Founded in 1971, the UAE has become a magnet for the world’s skilled workers and has judiciously
used its copious oil revenues to build a modern society. With citizens comprising less than 20% of the
total residents, English has replaced native Arabic as the dominant language, not only in the oil
industry but also in the daily business world of the UAE. Unified primarily by language, the migrant and
local residents of the UAE, forming differing cultural groups with distinct, ethnic identities, have
experienced some disagreements as the disenfranchised groups seek more inclusion and recognition.
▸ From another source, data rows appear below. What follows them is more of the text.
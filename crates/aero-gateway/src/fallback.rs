//! # Degraded Mode
//!
//! Wrappers that keep the booking flow usable when a provider is down.
//!
//! - `FallbackTicketingGateway` answers a failed search with one
//!   deterministic mock flight and flags the result as degraded. PNR and
//!   ticketing failures are passed through untouched.
//! - `FallbackPaymentGateway` answers a failed payment creation with a
//!   simulated completed payment after a fixed delay, unless simulation is
//!   disabled (production).

use aero_core::{
    BookingError, BookingResult, BoxedPaymentGateway, BoxedTicketingGateway, CabinOffer, Flight,
    PaymentGateway, PaymentIntent, PaymentRequest, PaymentStatus, PnrRequest, PnrResponse,
    SearchCriteria, SearchResults, ServiceMode, TicketIssuance, TicketingGateway, WebhookPayload,
};
use async_trait::async_trait;
use chrono::{Duration as ChronoDuration, NaiveDate, Utc};
use std::time::Duration;
use tracing::{instrument, warn};

const MOCK_PRICE: f64 = 250.0;
const MOCK_DURATION_MINUTES: u32 = 120;

/// The flight offered while the search provider is unavailable.
///
/// Same input, same flight: the id and keys are derived from the route and date.
pub fn mock_flight(origin: &str, destination: &str, date: NaiveDate) -> Flight {
    let origin = origin.trim().to_ascii_uppercase();
    let destination = destination.trim().to_ascii_uppercase();
    let departure = date.and_hms_opt(9, 0, 0).unwrap_or_default().and_utc();
    let key = format!("MOCK-{}-{}-{}", origin, destination, date.format("%Y%m%d"));

    Flight {
        id: key.clone(),
        flight_number: "AE000".to_string(),
        origin,
        destination,
        departure_time: departure,
        arrival_time: departure + ChronoDuration::minutes(MOCK_DURATION_MINUTES as i64),
        duration_minutes: MOCK_DURATION_MINUTES,
        aircraft: "TBA".to_string(),
        economy: CabinOffer {
            price: MOCK_PRICE,
            seats_available: 9,
        },
        business: CabinOffer {
            price: MOCK_PRICE * 2.0,
            seats_available: 0,
        },
        baggage_allowance_kg: 20,
        services: Vec::new(),
        currency: Default::default(),
        search_key: key.clone(),
        class_key: format!("{}-Y", key),
    }
}

/// Degraded search results for the criteria
pub fn degraded_results(criteria: &SearchCriteria) -> SearchResults {
    let return_flights = criteria
        .return_date
        .filter(|_| criteria.is_return())
        .map(|date| vec![mock_flight(&criteria.destination, &criteria.origin, date)])
        .unwrap_or_default();

    SearchResults {
        outbound_flights: vec![mock_flight(&criteria.origin, &criteria.destination, criteria.departure_date)],
        return_flights,
        mode: ServiceMode::Degraded,
    }
}

/// Ticketing gateway that degrades search instead of failing it
pub struct FallbackTicketingGateway {
    inner: BoxedTicketingGateway,
}

impl FallbackTicketingGateway {
    pub fn new(inner: BoxedTicketingGateway) -> Self {
        Self { inner }
    }
}

#[async_trait]
impl TicketingGateway for FallbackTicketingGateway {
    #[instrument(skip(self, criteria))]
    async fn search(&self, criteria: &SearchCriteria) -> BookingResult<SearchResults> {
        match self.inner.search(criteria).await {
            Ok(results) => Ok(results),
            Err(e) => {
                warn!(
                    provider = self.inner.provider_name(),
                    error = %e,
                    "Flight search failed, serving degraded results"
                );
                Ok(degraded_results(criteria))
            }
        }
    }

    async fn generate_pnr(&self, request: &PnrRequest) -> BookingResult<PnrResponse> {
        self.inner.generate_pnr(request).await
    }

    async fn issue_ticket(&self, booking_code: &str) -> BookingResult<TicketIssuance> {
        self.inner.issue_ticket(booking_code).await
    }

    fn provider_name(&self) -> &'static str {
        self.inner.provider_name()
    }

    fn is_available(&self) -> bool {
        self.inner.is_available()
    }
}

/// Payment gateway that simulates success outside production
pub struct FallbackPaymentGateway {
    inner: BoxedPaymentGateway,
    allow_simulation: bool,
    delay: Duration,
}

impl FallbackPaymentGateway {
    pub fn new(inner: BoxedPaymentGateway, allow_simulation: bool, delay: Duration) -> Self {
        Self {
            inner,
            allow_simulation,
            delay,
        }
    }

    /// Provider-side failures; anything else is the caller's fault and is never simulated
    fn can_simulate(error: &BookingError) -> bool {
        matches!(
            error,
            BookingError::Gateway { .. }
                | BookingError::Network(_)
                | BookingError::Timeout(_)
                | BookingError::Configuration(_)
                | BookingError::Payment { .. }
        )
    }

    fn simulated_intent(request: &PaymentRequest) -> PaymentIntent {
        PaymentIntent {
            id: format!("SIM-{}", request.reference),
            reference: request.reference.clone(),
            amount: request.amount,
            payer: request.payer.clone(),
            status: PaymentStatus::Completed,
            checkout_url: None,
            simulated: true,
            created_at: Utc::now(),
        }
    }
}

#[async_trait]
impl PaymentGateway for FallbackPaymentGateway {
    #[instrument(skip(self, request), fields(reference = %request.reference))]
    async fn create_payment(&self, request: &PaymentRequest) -> BookingResult<PaymentIntent> {
        match self.inner.create_payment(request).await {
            Ok(intent) => Ok(intent),
            Err(e) if self.allow_simulation && Self::can_simulate(&e) => {
                warn!(
                    provider = self.inner.provider_name(),
                    error = %e,
                    delay_ms = self.delay.as_millis() as u64,
                    "Payment creation failed, simulating success"
                );
                tokio::time::sleep(self.delay).await;
                Ok(Self::simulated_intent(request))
            }
            Err(e) => Err(e),
        }
    }

    async fn payment_status(&self, payment_id: &str) -> BookingResult<PaymentStatus> {
        if payment_id.starts_with("SIM-") && self.allow_simulation {
            return Ok(PaymentStatus::Completed);
        }
        self.inner.payment_status(payment_id).await
    }

    fn verify_webhook(&self, payload: &[u8], signature: Option<&str>) -> BookingResult<WebhookPayload> {
        self.inner.verify_webhook(payload, signature)
    }

    fn provider_name(&self) -> &'static str {
        self.inner.provider_name()
    }

    fn is_available(&self) -> bool {
        self.inner.is_available()
    }
}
When the Abu Dhabi National Oil Company (ADNOC) opened the Petroleum Institute (PI) in 2001, its
mandate was to educate Emirati young men to become engineers capable of managing ADNOC’s
extensive oil fields and reserves. Since then, the PI has opened its doors to Emirati women in 2006,
and Expatriate men and women in 2007. High school graduates of private and government schools in
the UAE, these students are pursuing engineering studies preparing them for leadership roles within
ADNOC’s Operating Companies (OpCos).
This paper introduces the UAE and ADNOC’s initiative to open a local engineering school. It describes
the PI’s evolving curriculum, demonstrating how it continues to adapt to meet the needs of its
changing population. Clarifying some of the political and economic policies that favor Emirati students
over Expatriate students and men over women, this inquiry will conclude by, first, examining the
implications of the particular standards and expectations for these different groups and, second, by
describing the results of a survey that explore the impact of these changes on the social cohesion
among Emirati and Expatriate men and women competing for recognition in the Institute’s engineering
programs and later for leadership positions within ADNOC.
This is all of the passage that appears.